Oregon signs onto national legal settlement over opioid crisis
Oregon has now joined the ranks of states who’ve signed on to a $26 billion legal settlement with Johnson & Johnson and three drug distributors over the companies’ alleged roles in the opioid epidemic.
Attorney General Ellen Rosenblum announced on Twitter Monday that the state stands to receive up to $332 million from the agreement over the next 18 years, money that will be used on drug treatment and abuse prevention.
“These funds will make a huge difference in how we address substance use disorders going forward and will help put a stop to this decades-long epidemic that continues to cause death and heartache to countless Oregonians and their families,” Rosenblum tweeted.
Oregon’s announcement comes as a 30-day window for states to sign off on the nationwide settlement, announced last month, comes to a close. The majority of states have agreed to the deal, according to Rosenblum, though some have balked. Among them: Washington, where Attorney General Bob Ferguson rejected the deal, saying the state could get more money in court.

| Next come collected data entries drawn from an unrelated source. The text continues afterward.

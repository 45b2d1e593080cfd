/// Dispersion assigned to teams without votes. Sorts after every real
/// dispersion: scores are `u8`, so a population standard deviation never
/// exceeds 127.5. Finite and exact in decimal so payloads round-trip.
pub const DISPERSION_SENTINEL: f64 = 1.0e9;

/// Arithmetic mean, 0 for an empty slice.
pub fn mean(scores: &[u8]) -> f64 {
    if scores.is_empty() {
        return 0.0;
    }
    let total: u64 = scores.iter().map(|&s| u64::from(s)).sum();
    total as f64 / scores.len() as f64
}

/// Population standard deviation, or `DISPERSION_SENTINEL` when there are no scores.
pub fn population_std_dev(scores: &[u8]) -> f64 {
    if scores.is_empty() {
        return DISPERSION_SENTINEL;
    }
    let avg = mean(scores);
    let variance = scores
        .iter()
        .map(|&s| {
            let diff = f64::from(s) - avg;
            diff * diff
        })
        .sum::<f64>()
        / scores.len() as f64;
    variance.sqrt()
}
use super::{
    summarize_snapshot, AuditLog, EventDirectory, JudgeRoster, SnapshotStore, StoreResult,
    SubmissionTimeline, VoteSource,
};
use crate::error::StoreError;
use crate::models::snapshot::{AuditRecord, RankingSnapshot, SnapshotSummary};
use crate::models::vote::{Team, Vote};
use chrono::{DateTime, Utc};
use std::collections::{BTreeMap, BTreeSet, HashMap};
use std::sync::{Mutex, MutexGuard, PoisonError};

#[derive(Debug, Default)]
struct MemoryState {
    hackathons: BTreeSet<i64>,
    teams: Vec<Team>,
    votes: Vec<Vote>,
    judge_counts: HashMap<i64, u32>,
    submissions: HashMap<(i64, i64), DateTime<Utc>>,
    snapshots: BTreeMap<(i64, i64), RankingSnapshot>,
    audit: Vec<AuditRecord>,
    last_snapshot_id: i64,
    insert_calls: usize,
}

/// Process-local implementation of every collaborator contract. The snapshot
/// map is keyed by `(hackathon_id, version)` and checked under the lock, so it
/// enforces the same uniqueness the SQLite store does.
#[derive(Debug, Default)]
pub struct MemoryStore {
    state: Mutex<MemoryState>,
}

impl MemoryStore {
    pub fn new() -> Self {
        Self::default()
    }

    pub fn add_hackathon(&self, hackathon_id: i64, judge_count: u32) {
        let mut state = self.fixture_state();
        state.hackathons.insert(hackathon_id);
        state.judge_counts.insert(hackathon_id, judge_count);
    }

    pub fn add_team(&self, hackathon_id: i64, team_id: i64, name: &str) {
        self.fixture_state().teams.push(Team {
            id: team_id,
            hackathon_id,
            name: name.to_string(),
        });
    }

    pub fn add_vote(&self, vote: Vote) {
        self.fixture_state().votes.push(vote);
    }

    /// Keeps the earliest timestamp seen per team.
    pub fn add_submission(&self, hackathon_id: i64, team_id: i64, submitted_at: DateTime<Utc>) {
        self.fixture_state()
            .submissions
            .entry((team_id, hackathon_id))
            .and_modify(|ts| *ts = (*ts).min(submitted_at))
            .or_insert(submitted_at);
    }

    pub fn snapshots(&self, hackathon_id: i64) -> Vec<RankingSnapshot> {
        self.fixture_state()
            .snapshots
            .values()
            .filter(|s| s.hackathon_id == hackathon_id)
            .cloned()
            .collect()
    }

    pub fn audit_records(&self) -> Vec<AuditRecord> {
        self.fixture_state().audit.clone()
    }

    /// Number of `insert_snapshot` calls, including rejected ones.
    pub fn insert_calls(&self) -> usize {
        self.fixture_state().insert_calls
    }

    // Seeding and inspection helpers only; they outlive a panicked test
    // thread. Collaborator calls go through `lock` and report poisoning.
    fn fixture_state(&self) -> MutexGuard<'_, MemoryState> {
        self.state.lock().unwrap_or_else(PoisonError::into_inner)
    }

    fn lock(&self) -> StoreResult<MutexGuard<'_, MemoryState>> {
        self.state
            .lock()
            .map_err(|_| StoreError::Storage("memory store lock poisoned".to_string()))
    }
}

impl EventDirectory for MemoryStore {
    fn hackathon_exists(&self, hackathon_id: i64) -> StoreResult<bool> {
        Ok(self.lock()?.hackathons.contains(&hackathon_id))
    }

    fn list_teams(&self, hackathon_id: i64) -> StoreResult<Vec<Team>> {
        let mut teams: Vec<Team> = self
            .lock()?
            .teams
            .iter()
            .filter(|t| t.hackathon_id == hackathon_id)
            .cloned()
            .collect();
        teams.sort_by_key(|t| t.id);
        Ok(teams)
    }
}

impl VoteSource for MemoryStore {
    fn list_votes(&self, hackathon_id: i64) -> StoreResult<Vec<Vote>> {
        Ok(self
            .lock()?
            .votes
            .iter()
            .filter(|v| v.hackathon_id == hackathon_id)
            .cloned()
            .collect())
    }
}

impl JudgeRoster for MemoryStore {
    fn count_judges(&self, hackathon_id: i64) -> StoreResult<u32> {
        Ok(self.lock()?.judge_counts.get(&hackathon_id).copied().unwrap_or(0))
    }
}

impl SubmissionTimeline for MemoryStore {
    fn earliest_submission(&self, team_id: i64, hackathon_id: i64) -> StoreResult<Option<DateTime<Utc>>> {
        Ok(self.lock()?.submissions.get(&(team_id, hackathon_id)).copied())
    }
}

impl SnapshotStore for MemoryStore {
    fn current_max_version(&self, hackathon_id: i64) -> StoreResult<i64> {
        Ok(self
            .lock()?
            .snapshots
            .range((hackathon_id, i64::MIN)..=(hackathon_id, i64::MAX))
            .next_back()
            .map(|((_, version), _)| *version)
            .unwrap_or(0))
    }

    fn insert_snapshot(
        &self,
        hackathon_id: i64,
        version: i64,
        payload: &str,
        created_at: DateTime<Utc>,
    ) -> StoreResult<i64> {
        let mut state = self.lock()?;
        state.insert_calls += 1;

        if state.snapshots.contains_key(&(hackathon_id, version)) {
            return Err(StoreError::VersionConflict {
                hackathon_id,
                version,
            });
        }

        state.last_snapshot_id += 1;
        let id = state.last_snapshot_id;
        state.snapshots.insert(
            (hackathon_id, version),
            RankingSnapshot {
                id,
                hackathon_id,
                version,
                payload: payload.to_string(),
                created_at,
            },
        );
        Ok(id)
    }

    fn list_snapshots(&self, hackathon_id: i64, limit: usize) -> StoreResult<Vec<SnapshotSummary>> {
        self.lock()?
            .snapshots
            .range((hackathon_id, i64::MIN)..=(hackathon_id, i64::MAX))
            .rev()
            .take(limit)
            .map(|(_, snapshot)| summarize_snapshot(snapshot))
            .collect()
    }

    fn get_snapshot(&self, hackathon_id: i64, version: i64) -> StoreResult<Option<RankingSnapshot>> {
        Ok(self.lock()?.snapshots.get(&(hackathon_id, version)).cloned())
    }
}

impl AuditLog for MemoryStore {
    fn record(&self, record: &AuditRecord) -> StoreResult<()> {
        self.lock()?.audit.push(record.clone());
        Ok(())
    }
}

#[cfg(test)]
mod tests {
    use super::*;
    use chrono::TimeZone;

    #[test]
    fn rejects_duplicate_versions() {
        let store = MemoryStore::new();
        let now = Utc.with_ymd_and_hms(2026, 2, 1, 0, 0, 0).unwrap();

        store.insert_snapshot(1, 1, "{}", now).expect("first insert");
        let err = store.insert_snapshot(1, 1, "{}", now).unwrap_err();
        assert!(matches!(err, StoreError::VersionConflict { hackathon_id: 1, version: 1 }));
        assert_eq!(store.insert_calls(), 2);
    }

    #[test]
    fn max_version_is_scoped_per_hackathon() {
        let store = MemoryStore::new();
        let now = Utc.with_ymd_and_hms(2026, 2, 1, 0, 0, 0).unwrap();

        store.insert_snapshot(1, 1, "{}", now).unwrap();
        store.insert_snapshot(1, 2, "{}", now).unwrap();
        store.insert_snapshot(2, 1, "{}", now).unwrap();

        assert_eq!(store.current_max_version(1).unwrap(), 2);
        assert_eq!(store.current_max_version(2).unwrap(), 1);
        assert_eq!(store.current_max_version(3).unwrap(), 0);
    }

    #[test]
    fn poisoned_lock_fails_collaborator_calls_only() {
        let store = std::sync::Arc::new(MemoryStore::new());
        store.add_hackathon(1, 2);

        let poisoner = store.clone();
        let joined = std::thread::spawn(move || {
            let _guard = poisoner.state.lock().unwrap();
            panic!("writer died holding the lock");
        })
        .join();
        assert!(joined.is_err());

        let err = store.hackathon_exists(1).unwrap_err();
        assert!(matches!(err, StoreError::Storage(_)), "{err:?}");
        assert!(store.insert_snapshot(1, 1, "{}", Utc::now()).is_err());

        store.add_team(1, 10, "Still seeding");
        assert!(store.snapshots(1).is_empty());
    }

    #[test]
    fn keeps_earliest_submission() {
        let store = MemoryStore::new();
        let early = Utc.with_ymd_and_hms(2026, 2, 1, 9, 0, 0).unwrap();
        let late = Utc.with_ymd_and_hms(2026, 2, 1, 17, 0, 0).unwrap();

        store.add_submission(1, 10, late);
        store.add_submission(1, 10, early);
        assert_eq!(store.earliest_submission(10, 1).unwrap(), Some(early));
        assert_eq!(store.earliest_submission(10, 2).unwrap(), None);
    }
}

The settlement would end legal claims against Johnson & Johnson and the “big three” drug distributors — McKesson, AmerisourceBergen and Cardinal Health — over allegations they exacerbated the nation’s opioid crisis by distributing pills to vulnerable areas and downplaying how addictive they could become, among other things.
Johnson & Johnson has denied wrongdoing, but as part of the agreement will no longer deal in opioids.
How much Oregon actually reaps from the settlement will depend on local governments. If cities and counties around the state agree to waive their legal claims against the companies, Oregon is expected to receive more than $330 million. If not, the amount would be less.
According to the Oregon Department of Justice, the state has two years to reach agreement with local governments with respect to the drug distributors’ $21 billion piece of the deal. Governments have one year to reach any agreement when it comes to $5 billion in payouts from Johnson & Johnson.
The $26 billion settlement is the second-largest in history, after a $246 billion settlement with tobacco producers in 1998.
According to the Centers for Disease Control and Prevention, a record 93,000 Americans died from a drug overdose last year, a 30% increase from the year before.
In Oregon, overdose deaths from prescription opioids actually decreased markedly between 2006 and 2018, but deaths from heroin and synthetics like fentanyl are rising. Rosenblum said last month that 462 people died in 2020 from unintentional opioid overdose, compared with 280 the year before.